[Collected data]
══════════════════════════════
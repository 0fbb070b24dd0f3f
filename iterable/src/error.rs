use strum::EnumMessage;
use strum_macros::{EnumMessage, IntoStaticStr};
use thiserror::Error;

/// Errors raised by sequence construction and terminal operations.
///
/// Running out of elements is not an error: an exhausted pull-function
/// returns `None`. These variants only surface when a caller asks for
/// something the sequence cannot provide.
#[derive(Debug, Clone, PartialEq, Error, EnumMessage, IntoStaticStr)]
#[cfg_attr(feature = "serde", derive(serde::Serialize))]
pub enum Error {
    /// Absent source.
    ///
    /// A sequence cannot be constructed from an absent value or from the
    /// explicit null marker. Every other value is accepted.
    #[error("cannot construct a sequence from an absent value")]
    #[strum(serialize = "ConstructionError")]
    Construction,

    /// Empty sequence.
    ///
    /// A terminal accessor such as `head`, `last` or a seedless fold was
    /// applied to a sequence without elements, and no default was supplied.
    /// Also raised when the result of `tail` or `init` on an empty sequence
    /// is inspected.
    #[error("sequence is empty")]
    #[strum(serialize = "EmptySequenceError")]
    EmptySequence,

    /// Invalid argument.
    ///
    /// A projection template is malformed, an element does not have the
    /// shape an operation requires, or combinator arguments are
    /// incompatible.
    #[error("invalid argument: {0}")]
    #[strum(serialize = "ArgumentError")]
    Argument(String),
}

impl Error {
    pub(crate) fn argument(message: impl Into<String>) -> Self {
        Error::Argument(message.into())
    }

    /// The stable name of this kind of error.
    pub fn code(&self) -> &'static str {
        self.into()
    }

    /// The one line summary from the error documentation.
    pub fn message(&self) -> &str {
        self.documentation_pieces().0
    }

    /// The longer explanation from the error documentation.
    pub fn note(&self) -> &str {
        self.documentation_pieces().1
    }

    fn documentation_pieces(&self) -> (&str, &str) {
        if let Some(documentation) = self.get_documentation() {
            let mut pieces = documentation.splitn(2, "\n\n");
            let first = pieces.next().unwrap_or("");
            let second = pieces.next().unwrap_or("");
            (first, second)
        } else {
            ("", "")
        }
    }
}

pub type Result<T> = std::result::Result<T, Error>;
══════════════════════════════
| WHAT NEEDS TO BE DONE |
If a line in the data above contains "IntoStaticStr", return that line.

| COMPLETED TASK |
use strum_macros::{EnumMessage, IntoStaticStr};
#[derive(Debug, Clone, PartialEq, Error, EnumMessage, IntoStaticStr)]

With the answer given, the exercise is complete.